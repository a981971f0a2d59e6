use log::error;
use serde_json::Value;
use std::collections::HashMap;
use std::fmt;
use std::io::Write;
use std::sync::{Arc, Mutex};

/// Text region that receives a resource's JSON output
pub trait Surface: Send + Sync {
    fn set_text(&self, text: &str);
    fn append_text(&self, text: &str);
    fn text(&self) -> String;
}

#[derive(Debug, Clone, Copy, PartialEq, Eq, Hash)]
pub enum SurfaceId {
    Menu,
    Tables,
    Reservations,
    Orders,
    Billing,
    Reports,
    Events,
    Session,
}

impl SurfaceId {
    pub const ALL: [SurfaceId; 8] = [
        SurfaceId::Menu,
        SurfaceId::Tables,
        SurfaceId::Reservations,
        SurfaceId::Orders,
        SurfaceId::Billing,
        SurfaceId::Reports,
        SurfaceId::Events,
        SurfaceId::Session,
    ];

    /// Element id of the output area in the admin panel
    pub fn element_id(&self) -> &'static str {
        match self {
            SurfaceId::Menu => "menuOut",
            SurfaceId::Tables => "tablesOut",
            SurfaceId::Reservations => "reservationsOut",
            SurfaceId::Orders => "ordersOut",
            SurfaceId::Billing => "billingOut",
            SurfaceId::Reports => "reportsOut",
            SurfaceId::Events => "eventsOut",
            SurfaceId::Session => "sessionOut",
        }
    }
}

impl fmt::Display for SurfaceId {
    fn fmt(&self, f: &mut fmt::Formatter<'_>) -> fmt::Result {
        f.pad(self.element_id())
    }
}

/// In-memory surface; clones share the same buffer
#[derive(Debug, Clone, Default)]
pub struct MemorySurface {
    buffer: Arc<Mutex<String>>,
}

impl MemorySurface {
    pub fn new() -> Self {
        Self::default()
    }
}

impl Surface for MemorySurface {
    fn set_text(&self, text: &str) {
        match self.buffer.lock() {
            Ok(mut buffer) => {
                buffer.clear();
                buffer.push_str(text);
            }
            Err(e) => error!("Surface buffer poisoned: {}", e),
        }
    }

    fn append_text(&self, text: &str) {
        match self.buffer.lock() {
            Ok(mut buffer) => buffer.push_str(text),
            Err(e) => error!("Surface buffer poisoned: {}", e),
        }
    }

    fn text(&self) -> String {
        self.buffer
            .lock()
            .map(|buffer| buffer.clone())
            .unwrap_or_default()
    }
}

/// Surface for terminals: every write goes straight to stdout
#[derive(Debug, Clone)]
pub struct StdoutSurface {
    inner: MemorySurface,
}

impl StdoutSurface {
    pub fn new() -> Self {
        Self {
            inner: MemorySurface::new(),
        }
    }

    fn emit(text: &str) {
        let stdout = std::io::stdout();
        let mut lock = stdout.lock();
        if let Err(e) = lock.write_all(text.as_bytes()).and_then(|_| lock.flush()) {
            error!("Failed to write to stdout: {}", e);
        }
    }
}

impl Default for StdoutSurface {
    fn default() -> Self {
        Self::new()
    }
}

impl Surface for StdoutSurface {
    fn set_text(&self, text: &str) {
        self.inner.set_text(text);
        Self::emit(text);
        if !text.ends_with('\n') {
            Self::emit("\n");
        }
    }

    fn append_text(&self, text: &str) {
        self.inner.append_text(text);
        Self::emit(text);
    }

    fn text(&self) -> String {
        self.inner.text()
    }
}

/// The set of named surfaces, built once at startup
#[derive(Clone)]
pub struct View {
    surfaces: HashMap<SurfaceId, Arc<dyn Surface>>,
}

impl View {
    pub fn new<F>(mut factory: F) -> Self
    where
        F: FnMut(SurfaceId) -> Arc<dyn Surface>,
    {
        let surfaces = SurfaceId::ALL
            .iter()
            .map(|id| (*id, factory(*id)))
            .collect();
        Self { surfaces }
    }

    pub fn in_memory() -> Self {
        Self::new(|_| Arc::new(MemorySurface::new()) as Arc<dyn Surface>)
    }

    pub fn stdout() -> Self {
        Self::new(|_| Arc::new(StdoutSurface::new()) as Arc<dyn Surface>)
    }

    pub fn surface(&self, id: SurfaceId) -> Arc<dyn Surface> {
        match self.surfaces.get(&id) {
            Some(surface) => Arc::clone(surface),
            // Every id is populated in `new`
            None => Arc::new(MemorySurface::new()),
        }
    }

    pub fn text(&self, id: SurfaceId) -> String {
        self.surface(id).text()
    }
}

impl fmt::Debug for View {
    fn fmt(&self, f: &mut fmt::Formatter<'_>) -> fmt::Result {
        f.debug_struct("View")
            .field("surfaces", &self.surfaces.keys().collect::<Vec<_>>())
            .finish()
    }
}

/// Replace the surface text with the pretty-printed (2-space) JSON of `data`
pub fn render(surface: &dyn Surface, data: &Value) {
    match serde_json::to_string_pretty(data) {
        Ok(text) => surface.set_text(&text),
        Err(e) => error!("Failed to serialize response for rendering: {}", e),
    }
}

/// Append one compact JSON line for a live event
pub fn append_event(surface: &dyn Surface, payload: &Value) {
    surface.append_text(&format!("{}\n", payload));
}

#[cfg(test)]
mod tests {
    use super::*;
    use serde_json::json;

    #[test]
    fn render_replaces_with_pretty_json() {
        let surface = MemorySurface::new();
        surface.set_text("stale");
        render(&surface, &json!({"id": 1, "name": "Soup"}));
        assert_eq!(surface.text(), "{\n  \"id\": 1,\n  \"name\": \"Soup\"\n}");

        render(&surface, &json!([]));
        assert_eq!(surface.text(), "[]");
    }

    #[test]
    fn append_event_is_one_compact_line() {
        let surface = MemorySurface::new();
        append_event(&surface, &json!({"table_id": 2, "status": "seated"}));
        append_event(&surface, &json!({"type": "menu.deleted", "id": 4}));
        assert_eq!(
            surface.text(),
            "{\"table_id\":2,\"status\":\"seated\"}\n{\"type\":\"menu.deleted\",\"id\":4}\n"
        );
    }

    #[test]
    fn clones_share_buffer() {
        let surface = MemorySurface::new();
        let other = surface.clone();
        other.append_text("hello");
        assert_eq!(surface.text(), "hello");
    }

    #[test]
    fn view_has_every_surface() {
        let view = View::in_memory();
        for id in SurfaceId::ALL {
            view.surface(id).set_text(id.element_id());
        }
        assert_eq!(view.text(SurfaceId::Events), "eventsOut");
        assert_eq!(view.text(SurfaceId::Menu), "menuOut");
    }
}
• • • • • • •
Write out the records above again, keeping each one identical to the original.

PROBLEM SOLUTION>
repository a981971f0a2d59e6
use log::error;
use serde_json::Value;
use std::collections::HashMap;
use std::fmt;
use std::io::Write;
use std::sync::{Arc, Mutex};

/// Text region that receives a resource's JSON output
pub trait Surface: Send + Sync {
    fn set_text(&self, text: &str);
    fn append_text(&self, text: &str);
    fn text(&self) -> String;
}

#[derive(Debug, Clone, Copy, PartialEq, Eq, Hash)]
pub enum SurfaceId {
    Menu,
    Tables,
    Reservations,
    Orders,
    Billing,
    Reports,
    Events,
    Session,
}

impl SurfaceId {
    pub const ALL: [SurfaceId; 8] = [
        SurfaceId::Menu,
        SurfaceId::Tables,
        SurfaceId::Reservations,
        SurfaceId::Orders,
        SurfaceId::Billing,
        SurfaceId::Reports,
        SurfaceId::Events,
        SurfaceId::Session,
    ];

    /// Element id of the output area in the admin panel
    pub fn element_id(&self) -> &'static str {
        match self {
            SurfaceId::Menu => "menuOut",
            SurfaceId::Tables => "tablesOut",
            SurfaceId::Reservations => "reservationsOut",
            SurfaceId::Orders => "ordersOut",
            SurfaceId::Billing => "billingOut",
            SurfaceId::Reports => "reportsOut",
            SurfaceId::Events => "eventsOut",
            SurfaceId::Session => "sessionOut",
        }
    }
}

impl fmt::Display for SurfaceId {
    fn fmt(&self, f: &mut fmt::Formatter<'_>) -> fmt::Result {
        f.pad(self.element_id())
    }
}

/// In-memory surface; clones share the same buffer
#[derive(Debug, Clone, Default)]
pub struct MemorySurface {
    buffer: Arc<Mutex<String>>,
}

impl MemorySurface {
    pub fn new() -> Self {
        Self::default()
    }
}

impl Surface for MemorySurface {
    fn set_text(&self, text: &str) {
        match self.buffer.lock() {
            Ok(mut buffer) => {
                buffer.clear();
                buffer.push_str(text);
            }
            Err(e) => error!("Surface buffer poisoned: {}", e),
        }
    }

    fn append_text(&self, text: &str) {
        match self.buffer.lock() {
            Ok(mut buffer) => buffer.push_str(text),
            Err(e) => error!("Surface buffer poisoned: {}", e),
        }
    }

    fn text(&self) -> String {
        self.buffer
            .lock()
            .map(|buffer| buffer.clone())
            .unwrap_or_default()
    }
}

/// Surface for terminals: every write goes straight to stdout
#[derive(Debug, Clone)]
pub struct StdoutSurface {
    inner: MemorySurface,
}

impl StdoutSurface {
    pub fn new() -> Self {
        Self {
            inner: MemorySurface::new(),
        }
    }

    fn emit(text: &str) {
        let stdout = std::io::stdout();
        let mut lock = stdout.lock();
        if let Err(e) = lock.write_all(text.as_bytes()).and_then(|_| lock.flush()) {
            error!("Failed to write to stdout: {}", e);
        }
    }
}

impl Default for StdoutSurface {
    fn default() -> Self {
        Self::new()
    }
}

impl Surface for StdoutSurface {
    fn set_text(&self, text: &str) {
        self.inner.set_text(text);
        Self::emit(text);
        if !text.ends_with('\n') {
            Self::emit("\n");
        }
    }

    fn append_text(&self, text: &str) {
        self.inner.append_text(text);
        Self::emit(text);
    }

    fn text(&self) -> String {
        self.inner.text()
    }
}

/// The set of named surfaces, built once at startup
#[derive(Clone)]
pub struct View {
    surfaces: HashMap<SurfaceId, Arc<dyn Surface>>,
}

impl View {
    pub fn new<F>(mut factory: F) -> Self
    where
        F: FnMut(SurfaceId) -> Arc<dyn Surface>,
    {
        let surfaces = SurfaceId::ALL
            .iter()
            .map(|id| (*id, factory(*id)))
            .collect();
        Self { surfaces }
    }

    pub fn in_memory() -> Self {
        Self::new(|_| Arc::new(MemorySurface::new()) as Arc<dyn Surface>)
    }

    pub fn stdout() -> Self {
        Self::new(|_| Arc::new(StdoutSurface::new()) as Arc<dyn Surface>)
    }

    pub fn surface(&self, id: SurfaceId) -> Arc<dyn Surface> {
        match self.surfaces.get(&id) {
            Some(surface) => Arc::clone(surface),
            // Every id is populated in `new`
            None => Arc::new(MemorySurface::new()),
        }
    }

    pub fn text(&self, id: SurfaceId) -> String {
        self.surface(id).text()
    }
}

impl fmt::Debug for View {
    fn fmt(&self, f: &mut fmt::Formatter<'_>) -> fmt::Result {
        f.debug_struct("View")
            .field("surfaces", &self.surfaces.keys().collect::<Vec<_>>())
            .finish()
    }
}

/// Replace the surface text with the pretty-printed (2-space) JSON of `data`
pub fn render(surface: &dyn Surface, data: &Value) {
    match serde_json::to_string_pretty(data) {
        Ok(text) => surface.set_text(&text),
        Err(e) => error!("Failed to serialize response for rendering: {}", e),
    }
}

/// Append one compact JSON line for a live event
pub fn append_event(surface: &dyn Surface, payload: &Value) {
    surface.append_text(&format!("{}\n", payload));
}

#[cfg(test)]
mod tests {
    use super::*;
    use serde_json::json;

    #[test]
    fn render_replaces_with_pretty_json() {
        let surface = MemorySurface::new();
        surface.set_text("stale");
        render(&surface, &json!({"id": 1, "name": "Soup"}));
        assert_eq!(surface.text(), "{\n  \"id\": 1,\n  \"name\": \"Soup\"\n}");

        render(&surface, &json!([]));
        assert_eq!(surface.text(), "[]");
    }

    #[test]
    fn append_event_is_one_compact_line() {
        let surface = MemorySurface::new();
        append_event(&surface, &json!({"table_id": 2, "status": "seated"}));
        append_event(&surface, &json!({"type": "menu.deleted", "id": 4}));
        assert_eq!(
            surface.text(),
            "{\"table_id\":2,\"status\":\"seated\"}\n{\"type\":\"menu.deleted\",\"id\":4}\n"
        );
    }

    #[test]
    fn clones_share_buffer() {
        let surface = MemorySurface::new();
        let other = surface.clone();
        other.append_text("hello");
        assert_eq!(surface.text(), "hello");
    }

    #[test]
    fn view_has_every_surface() {
        let view = View::in_memory();
        for id in SurfaceId::ALL {
            view.surface(id).set_text(id.element_id());
        }
        assert_eq!(view.text(SurfaceId::Events), "eventsOut");
        assert_eq!(view.text(SurfaceId::Menu), "menuOut");
    }
}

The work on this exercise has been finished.